_Task directions_.
Identify each line below containing the string "limits" and copy it.

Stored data
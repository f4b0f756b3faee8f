//! Common response types

use serde::{Deserialize, Serialize};

/// 分页响应
#[derive(Debug, Clone, Serialize, Deserialize)]
pub struct PaginatedResponse<T> {
    /// 数据列表
    pub data: Vec<T>,
    /// 总记录数
    pub total: u64,
    /// 当前页码 (从 1 开始)
    pub page: u32,
    /// 每页数量
    pub limit: u32,
    /// 总页数
    pub total_pages: u32,
}

impl<T> PaginatedResponse<T> {
    pub fn new(data: Vec<T>, total: u64, page: u32, limit: u32) -> Self {
        let total_pages = if limit == 0 {
            0
        } else {
            total.div_ceil(limit as u64) as u32
        };
        Self {
            data,
            total,
            page,
            limit,
            total_pages,
        }
    }
}

#[cfg(test)]
mod tests {
    use super::*;

    #[test]
    fn total_pages_rounds_up() {
        let page = PaginatedResponse::new(vec![1, 2, 3], 16, 1, 15);
        assert_eq!(page.total_pages, 2);

        let exact = PaginatedResponse::<i32>::new(vec![], 30, 2, 15);
        assert_eq!(exact.total_pages, 2);

        let empty = PaginatedResponse::<i32>::new(vec![], 0, 1, 15);
        assert_eq!(empty.total_pages, 0);
    }
}
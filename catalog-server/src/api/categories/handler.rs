//! Category API Handlers

use axum::{
    Json,
    extract::{Path, State},
};

use crate::core::ServerState;
use crate::utils::AppResult;
use shared::models::{Category, CategoryCreate};

/// GET /api/categories - 获取分类层级 (根分类及其直接子分类)
pub async fn list(State(state): State<ServerState>) -> AppResult<Json<Vec<Category>>> {
    let categories = state.catalog.get_all_with_hierarchy().await?;
    Ok(Json(categories))
}

/// GET /api/categories/{id} - 获取单个分类 (含直接子分类)
pub async fn get_by_id(
    State(state): State<ServerState>,
    Path(id): Path<i64>,
) -> AppResult<Json<Category>> {
    let category = state.catalog.get_category_with_children(id).await?;
    Ok(Json(category))
}

/// POST /api/categories - 创建分类
pub async fn create(
    State(state): State<ServerState>,
    Json(payload): Json<CategoryCreate>,
) -> AppResult<Json<Category>> {
    let category = state.catalog.create_category(payload).await?;
    Ok(Json(category))
}
//! Input validation helpers
//!
//! Centralized text length constants and validation functions.
//! SQLite TEXT has no built-in length enforcement, so limits are applied
//! here before anything reaches the store.

use crate::utils::AppError;

// ── Text length limits ──────────────────────────────────────────────

/// Entity names: product, category
pub const MAX_NAME_LEN: usize = 255;

/// Product descriptions (long-form text, generous ceiling)
pub const MAX_DESCRIPTION_LEN: usize = 10_000;

// ── Validation helpers ──────────────────────────────────────────────

/// Validate that a required string is non-empty and within the length limit.
pub fn validate_required_text(value: &str, field: &str, max_len: usize) -> Result<(), AppError> {
    if value.trim().is_empty() {
        return Err(AppError::validation(format!("{field} must not be empty")));
    }
    if value.len() > max_len {
        return Err(AppError::validation(format!(
            "{field} is too long ({} chars, max {max_len})",
            value.len()
        )));
    }
    Ok(())
}

#[cfg(test)]
mod tests {
    use super::*;

    #[test]
    fn rejects_empty_and_oversized_text() {
        assert!(validate_required_text("ok", "name", MAX_NAME_LEN).is_ok());
        assert!(validate_required_text("", "name", MAX_NAME_LEN).is_err());
        assert!(validate_required_text("   ", "name", MAX_NAME_LEN).is_err());
        assert!(validate_required_text(&"x".repeat(256), "name", MAX_NAME_LEN).is_err());
    }
}
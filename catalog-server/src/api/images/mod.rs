//! 商品图片访问
//!
//! 提供已存储图片的稳定访问地址 (`/api/image/products/<file>`)，
//! 与存储目录的内部布局解耦。

use axum::{
    Router,
    extract::{Path, State},
    http::header,
    response::{IntoResponse, Response},
    routing::get,
};

use crate::core::ServerState;
use crate::utils::{AppError, AppResult};

pub fn router() -> Router<ServerState> {
    Router::new().route("/api/image/{*path}", get(serve))
}

/// GET /api/image/{path} - 返回存储的商品图片
pub async fn serve(
    State(state): State<ServerState>,
    Path(path): Path<String>,
) -> AppResult<Response> {
    let file_path = state
        .images
        .resolve(&path)
        .ok_or_else(|| AppError::validation("Invalid image path"))?;
    let data = tokio::fs::read(&file_path)
        .await
        .map_err(|_| AppError::not_found("Image not found"))?;
    let mime = mime_guess::from_path(&file_path).first_or_octet_stream();
    Ok(([(header::CONTENT_TYPE, mime.to_string())], data).into_response())
}
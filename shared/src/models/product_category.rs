//! Product-Category Association Model

use serde::{Deserialize, Serialize};

/// Association row between a product and a category
///
/// Unique on the `(product_id, category_id)` pair. Rows untouched by a sync
/// keep their original timestamps.
#[derive(Debug, Clone, Serialize, Deserialize)]
#[cfg_attr(feature = "db", derive(sqlx::FromRow))]
pub struct ProductCategory {
    pub product_id: i64,
    pub category_id: i64,
    pub created_at: i64,
    pub updated_at: i64,
}
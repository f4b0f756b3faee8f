//! Category Model

use serde::{Deserialize, Serialize};

/// Category entity
///
/// Categories form a self-referential hierarchy: `parent_id` points at the
/// parent category, `None` marks a root.
#[derive(Debug, Clone, Serialize, Deserialize)]
#[cfg_attr(feature = "db", derive(sqlx::FromRow))]
pub struct Category {
    pub id: i64,
    pub name: String,
    pub parent_id: Option<i64>,
    pub created_at: i64,
    pub updated_at: i64,

    // -- Relations (populated by application code, skipped by FromRow) --

    /// Direct children (one level, not the full subtree)
    #[cfg_attr(feature = "db", sqlx(skip))]
    #[serde(default)]
    pub children: Vec<Category>,
}

/// Create category payload
#[derive(Debug, Clone, Serialize, Deserialize)]
pub struct CategoryCreate {
    pub name: String,
    pub parent_id: Option<i64>,
}

/// Update category payload
#[derive(Debug, Clone, Serialize, Deserialize)]
pub struct CategoryUpdate {
    pub name: Option<String>,
    pub parent_id: Option<i64>,
}
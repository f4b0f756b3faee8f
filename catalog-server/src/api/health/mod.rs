//! 健康检查路由

use axum::{Json, Router, extract::State, routing::get};
use serde::Serialize;

use crate::core::ServerState;

pub fn router() -> Router<ServerState> {
    Router::new().route("/health", get(health))
}

/// 健康检查响应
#[derive(Serialize)]
pub struct HealthResponse {
    /// 状态 (healthy | degraded)
    status: &'static str,
    /// 版本号
    version: &'static str,
}

/// 基础健康检查
pub async fn health(State(state): State<ServerState>) -> Json<HealthResponse> {
    let status = match sqlx::query_scalar::<_, i64>("SELECT 1")
        .fetch_one(&state.pool)
        .await
    {
        Ok(_) => "healthy",
        Err(_) => "degraded",
    };
    Json(HealthResponse {
        status,
        version: env!("CARGO_PKG_VERSION"),
    })
}
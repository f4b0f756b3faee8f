//! API 路由模块
//!
//! # 结构
//!
//! - [`health`] - 健康检查
//! - [`categories`] - 分类管理接口
//! - [`products`] - 商品管理接口
//! - [`images`] - 商品图片访问

pub mod categories;
pub mod health;
pub mod images;
pub mod products;

use axum::Router;

use crate::core::ServerState;

/// Assemble the full API router
pub fn router() -> Router<ServerState> {
    Router::new()
        .merge(health::router())
        .merge(categories::router())
        .merge(products::router())
        .merge(images::router())
}
#[cfg(test)]
mod tests {
    use super::*;
    use crate::db::repository::CategoryRepository;
    use crate::db::test_pool;
    use shared::models::CategoryCreate;

    async fn repos() -> (ProductRepository, CategoryRepository, SqlitePool) {
        let pool = test_pool().await;
        (
            ProductRepository::new(pool.clone()),
            CategoryRepository::new(pool.clone()),
            pool,
        )
    }

    async fn seed_category(categories: &CategoryRepository, name: &str) -> i64 {
        categories
            .create(CategoryCreate {
                name: name.to_string(),
                parent_id: None,
            })
            .await
            .unwrap()
            .id
    }

    fn product(name: &str, price: &str) -> ProductCreate {
        ProductCreate {
            name: name.to_string(),
            description: format!("{name} description"),
            price: price.parse().unwrap(),
            image: None,
            categories: Vec::new(),
        }
    }

    async fn association_set(pool: &SqlitePool, product_id: i64) -> HashSet<i64> {
        sqlx::query_scalar::<_, i64>(
            "SELECT category_id FROM product_category WHERE product_id = ?",
        )
        .bind(product_id)
        .fetch_all(pool)
        .await
        .unwrap()
        .into_iter()
        .collect()
    }

    #[tokio::test]
    async fn price_round_trips_with_two_decimals() {
        let (products, _, _) = repos().await;
        let created = products.create(product("X", "999.99")).await.unwrap();
        assert_eq!(created.price, "999.99".parse::<Decimal>().unwrap());

        let fetched = products.find_by_id(created.id).await.unwrap().unwrap();
        assert_eq!(fetched.price, created.price);

        let updated = products
            .update(
                created.id,
                ProductUpdate {
                    name: None,
                    description: None,
                    price: Some("10.50".parse().unwrap()),
                    image: None,
                },
            )
            .await
            .unwrap();
        assert_eq!(updated.price, "10.50".parse::<Decimal>().unwrap());
        assert_eq!(products.find_all().await.unwrap().len(), 1);
    }

    #[tokio::test]
    async fn sync_replaces_association_set() {
        let (products, categories, pool) = repos().await;
        let c1 = seed_category(&categories, "One").await;
        let c2 = seed_category(&categories, "Two").await;
        let c3 = seed_category(&categories, "Three").await;
        let p = products.create(product("P", "10.00")).await.unwrap();

        assert!(products.sync_categories(p.id, &[c1, c2]).await.unwrap());
        assert_eq!(association_set(&pool, p.id).await, HashSet::from([c1, c2]));

        // Pin a known timestamp on the surviving pair
        sqlx::query(
            "UPDATE product_category SET created_at = 123 WHERE product_id = ? AND category_id = ?",
        )
        .bind(p.id)
        .bind(c2)
        .execute(&pool)
        .await
        .unwrap();

        assert!(products.sync_categories(p.id, &[c2, c3]).await.unwrap());
        assert_eq!(association_set(&pool, p.id).await, HashSet::from([c2, c3]));

        // The unchanged pair kept its original timestamps
        let kept: i64 = sqlx::query_scalar(
            "SELECT created_at FROM product_category WHERE product_id = ? AND category_id = ?",
        )
        .bind(p.id)
        .bind(c2)
        .fetch_one(&pool)
        .await
        .unwrap();
        assert_eq!(kept, 123);
    }

    #[tokio::test]
    async fn sync_collapses_duplicates_and_reports_missing_product() {
        let (products, categories, pool) = repos().await;
        let c1 = seed_category(&categories, "One").await;
        let p = products.create(product("P", "1.00")).await.unwrap();

        assert!(products.sync_categories(p.id, &[c1, c1]).await.unwrap());
        assert_eq!(association_set(&pool, p.id).await.len(), 1);

        assert!(!products.sync_categories(9999, &[c1]).await.unwrap());
        let total: i64 = sqlx::query_scalar("SELECT COUNT(*) FROM product_category")
            .fetch_one(&pool)
            .await
            .unwrap();
        assert_eq!(total, 1);
    }

    #[tokio::test]
    async fn category_filter_matches_exact_associations_only() {
        let (products, categories, _) = repos().await;
        let a = seed_category(&categories, "A").await;
        let b = seed_category(&categories, "B").await;

        let p1 = products.create(product("P1", "5.00")).await.unwrap();
        products.sync_categories(p1.id, &[a]).await.unwrap();
        let p2 = products.create(product("P2", "6.00")).await.unwrap();
        products.sync_categories(p2.id, &[a, b]).await.unwrap();

        let filters = ProductFilters {
            category_id: Some(b),
            ..Default::default()
        };
        let page = products.find_paginated(&filters).await.unwrap();
        assert_eq!(page.total, 1);
        assert_eq!(page.data[0].id, p2.id);

        let filters = ProductFilters {
            category_id: Some(a),
            ..Default::default()
        };
        let page = products.find_paginated(&filters).await.unwrap();
        let ids: Vec<i64> = page.data.iter().map(|p| p.id).collect();
        assert_eq!(ids, vec![p1.id, p2.id]);
    }

    #[tokio::test]
    async fn price_sort_desc_and_unrecognized_fallback() {
        let (products, _, _) = repos().await;
        products.create(product("Mid", "7.25")).await.unwrap();
        products.create(product("High", "10.00")).await.unwrap();
        products.create(product("Low", "5.50")).await.unwrap();

        let filters = ProductFilters {
            sort_price: Some("DESC".to_string()),
            ..Default::default()
        };
        let page = products.find_paginated(&filters).await.unwrap();
        let prices: Vec<Decimal> = page.data.iter().map(|p| p.price).collect();
        assert!(prices.windows(2).all(|w| w[0] >= w[1]));

        // Anything the store does not recognize falls back to ascending
        let filters = ProductFilters {
            sort_price: Some("sideways".to_string()),
            ..Default::default()
        };
        let page = products.find_paginated(&filters).await.unwrap();
        let prices: Vec<Decimal> = page.data.iter().map(|p| p.price).collect();
        assert!(prices.windows(2).all(|w| w[0] <= w[1]));
    }

    #[tokio::test]
    async fn pagination_defaults_to_fifteen_per_page() {
        let (products, _, _) = repos().await;
        for i in 0..16 {
            products
                .create(product(&format!("P{i}"), "1.00"))
                .await
                .unwrap();
        }

        let page = products
            .find_paginated(&ProductFilters::default())
            .await
            .unwrap();
        assert_eq!(page.data.len(), 15);
        assert_eq!(page.total, 16);
        assert_eq!(page.limit, 15);
        assert_eq!(page.total_pages, 2);

        let filters = ProductFilters {
            page: Some(2),
            ..Default::default()
        };
        let page2 = products.find_paginated(&filters).await.unwrap();
        assert_eq!(page2.data.len(), 1);
        assert_eq!(page2.page, 2);
    }

    #[tokio::test]
    async fn listing_eager_loads_categories() {
        let (products, categories, _) = repos().await;
        let a = seed_category(&categories, "A").await;
        let p = products.create(product("P", "2.00")).await.unwrap();
        products.sync_categories(p.id, &[a]).await.unwrap();

        let page = products
            .find_paginated(&ProductFilters::default())
            .await
            .unwrap();
        assert_eq!(page.data[0].categories.len(), 1);
        assert_eq!(page.data[0].categories[0].id, a);

        let full = products.find_with_categories(p.id).await.unwrap().unwrap();
        assert_eq!(full.categories[0].id, a);
    }

    #[tokio::test]
    async fn delete_reports_missing_and_cascades_associations() {
        let (products, categories, pool) = repos().await;
        let a = seed_category(&categories, "A").await;
        let p = products.create(product("P", "3.00")).await.unwrap();
        products.sync_categories(p.id, &[a]).await.unwrap();

        assert!(!products.delete(9999).await.unwrap());

        assert!(products.delete(p.id).await.unwrap());
        assert!(products.find_by_id(p.id).await.unwrap().is_none());
        let remaining: i64 = sqlx::query_scalar("SELECT COUNT(*) FROM product_category")
            .fetch_one(&pool)
            .await
            .unwrap();
        assert_eq!(remaining, 0);
    }
}
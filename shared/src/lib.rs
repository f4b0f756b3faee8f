//! Shared types for the catalog server
//!
//! Data models and response structures shared between the server and API
//! consumers. DB row types derive `sqlx::FromRow` behind the `db` feature so
//! non-server consumers stay free of the database stack.

pub mod models;
pub mod types;
pub mod util;

// Re-exports
pub use serde::{Deserialize, Serialize};
pub use types::PaginatedResponse;
//! Core Module — configuration and server state

pub mod config;
pub mod state;

pub use config::Config;
pub use state::ServerState;
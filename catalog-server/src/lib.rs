//! Catalog Server - 商品目录管理服务
//!
//! 提供层级商品分类和商品管理：分类支持父子层级，商品属于一个或多个
//! 分类 (可选图片)，并提供分页、可过滤的商品列表。
//!
//! # 模块结构
//!
//! ```text
//! catalog-server/src/
//! ├── core/          # 配置、状态
//! ├── services/      # 目录服务、图片存储
//! ├── api/           # HTTP 路由和处理器
//! ├── utils/         # 错误、日志、校验
//! └── db/            # 数据库层 (SQLite + 仓储)
//! ```

pub mod api;
pub mod core;
pub mod db;
pub mod services;
pub mod utils;

// Re-export 公共类型
pub use crate::core::{Config, ServerState};
pub use services::{CatalogPolicy, CatalogService, ImageStore, ImageUpload};
pub use utils::logger::{init_logger, init_logger_with_file};
pub use utils::{AppError, AppResult};
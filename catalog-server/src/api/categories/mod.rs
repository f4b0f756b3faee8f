//! Category API 模块

mod handler;

use axum::{Router, routing::get};

use crate::core::ServerState;

pub fn router() -> Router<ServerState> {
    Router::new().nest("/api/categories", routes())
}

fn routes() -> Router<ServerState> {
    Router::new()
        .route("/", get(handler::list).post(handler::create))
        .route("/{id}", get(handler::get_by_id))
}
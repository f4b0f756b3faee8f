//! Category Repository

use super::{RepoError, RepoResult, Repository};
use shared::models::{Category, CategoryCreate, CategoryUpdate};
use sqlx::SqlitePool;
use std::collections::{HashMap, HashSet};

const COLUMNS: &str = "id, name, parent_id, created_at, updated_at";

#[derive(Clone)]
pub struct CategoryRepository {
    pool: SqlitePool,
}

impl CategoryRepository {
    pub fn new(pool: SqlitePool) -> Self {
        Self { pool }
    }

    /// Root categories (no parent), insertion order
    pub async fn find_roots(&self) -> RepoResult<Vec<Category>> {
        let categories = sqlx::query_as::<_, Category>(&format!(
            "SELECT {COLUMNS} FROM category WHERE parent_id IS NULL ORDER BY id"
        ))
        .fetch_all(&self.pool)
        .await?;
        Ok(categories)
    }

    /// Root categories with their direct children attached (one level only)
    pub async fn find_roots_with_children(&self) -> RepoResult<Vec<Category>> {
        let mut roots = self.find_roots().await?;
        if roots.is_empty() {
            return Ok(roots);
        }

        // Dynamic query: variable number of IN placeholders — keep as runtime query
        let placeholders = roots.iter().map(|_| "?").collect::<Vec<_>>().join(",");
        let sql = format!(
            "SELECT {COLUMNS} FROM category WHERE parent_id IN ({placeholders}) ORDER BY id"
        );
        let mut query = sqlx::query_as::<_, Category>(&sql);
        for root in &roots {
            query = query.bind(root.id);
        }
        let children = query.fetch_all(&self.pool).await?;

        let mut by_parent: HashMap<i64, Vec<Category>> = HashMap::new();
        for child in children {
            if let Some(parent_id) = child.parent_id {
                by_parent.entry(parent_id).or_default().push(child);
            }
        }
        for root in &mut roots {
            root.children = by_parent.remove(&root.id).unwrap_or_default();
        }
        Ok(roots)
    }

    /// Find category by id with direct children eagerly attached
    pub async fn find_with_children(&self, id: i64) -> RepoResult<Option<Category>> {
        let Some(mut category) = self.find_by_id(id).await? else {
            return Ok(None);
        };
        category.children = sqlx::query_as::<_, Category>(&format!(
            "SELECT {COLUMNS} FROM category WHERE parent_id = ? ORDER BY id"
        ))
        .bind(id)
        .fetch_all(&self.pool)
        .await?;
        Ok(Some(category))
    }

    /// Ancestor chain from nearest parent to root.
    ///
    /// A visited set turns a looping parent chain into `CycleDetected`
    /// instead of walking forever.
    pub async fn find_ancestors(&self, category: &Category) -> RepoResult<Vec<Category>> {
        let mut ancestors = Vec::new();
        let mut visited = HashSet::from([category.id]);
        let mut parent_id = category.parent_id;

        while let Some(id) = parent_id {
            if !visited.insert(id) {
                return Err(RepoError::CycleDetected(id));
            }
            match self.find_by_id(id).await? {
                Some(parent) => {
                    parent_id = parent.parent_id;
                    ancestors.push(parent);
                }
                None => break,
            }
        }
        Ok(ancestors)
    }
}

impl Repository<Category, CategoryCreate, CategoryUpdate> for CategoryRepository {
    async fn find_all(&self) -> RepoResult<Vec<Category>> {
        let categories =
            sqlx::query_as::<_, Category>(&format!("SELECT {COLUMNS} FROM category ORDER BY id"))
                .fetch_all(&self.pool)
                .await?;
        Ok(categories)
    }

    async fn find_by_id(&self, id: i64) -> RepoResult<Option<Category>> {
        let category =
            sqlx::query_as::<_, Category>(&format!("SELECT {COLUMNS} FROM category WHERE id = ?"))
                .bind(id)
                .fetch_optional(&self.pool)
                .await?;
        Ok(category)
    }

    async fn create(&self, data: CategoryCreate) -> RepoResult<Category> {
        let now = shared::util::now_millis();
        let id = sqlx::query_scalar::<_, i64>(
            "INSERT INTO category (name, parent_id, created_at, updated_at) VALUES (?, ?, ?, ?) RETURNING id",
        )
        .bind(&data.name)
        .bind(data.parent_id)
        .bind(now)
        .bind(now)
        .fetch_one(&self.pool)
        .await?;
        self.find_by_id(id)
            .await?
            .ok_or_else(|| RepoError::Database("Failed to create category".into()))
    }

    async fn update(&self, id: i64, data: CategoryUpdate) -> RepoResult<Category> {
        let now = shared::util::now_millis();
        let rows = sqlx::query(
            "UPDATE category SET name = COALESCE(?1, name), parent_id = COALESCE(?2, parent_id), updated_at = ?3 WHERE id = ?4",
        )
        .bind(data.name)
        .bind(data.parent_id)
        .bind(now)
        .bind(id)
        .execute(&self.pool)
        .await?;
        if rows.rows_affected() == 0 {
            return Err(RepoError::NotFound(format!("Category {id} not found")));
        }
        self.find_by_id(id)
            .await?
            .ok_or_else(|| RepoError::NotFound(format!("Category {id} not found")))
    }

    async fn delete(&self, id: i64) -> RepoResult<bool> {
        let rows = sqlx::query("DELETE FROM category WHERE id = ?")
            .bind(id)
            .execute(&self.pool)
            .await?;
        Ok(rows.rows_affected() > 0)
    }
}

_Exercise result_.
//! SQLite TEXT has no built-in length enforcement, so limits are applied
// ── Text length limits ──────────────────────────────────────────────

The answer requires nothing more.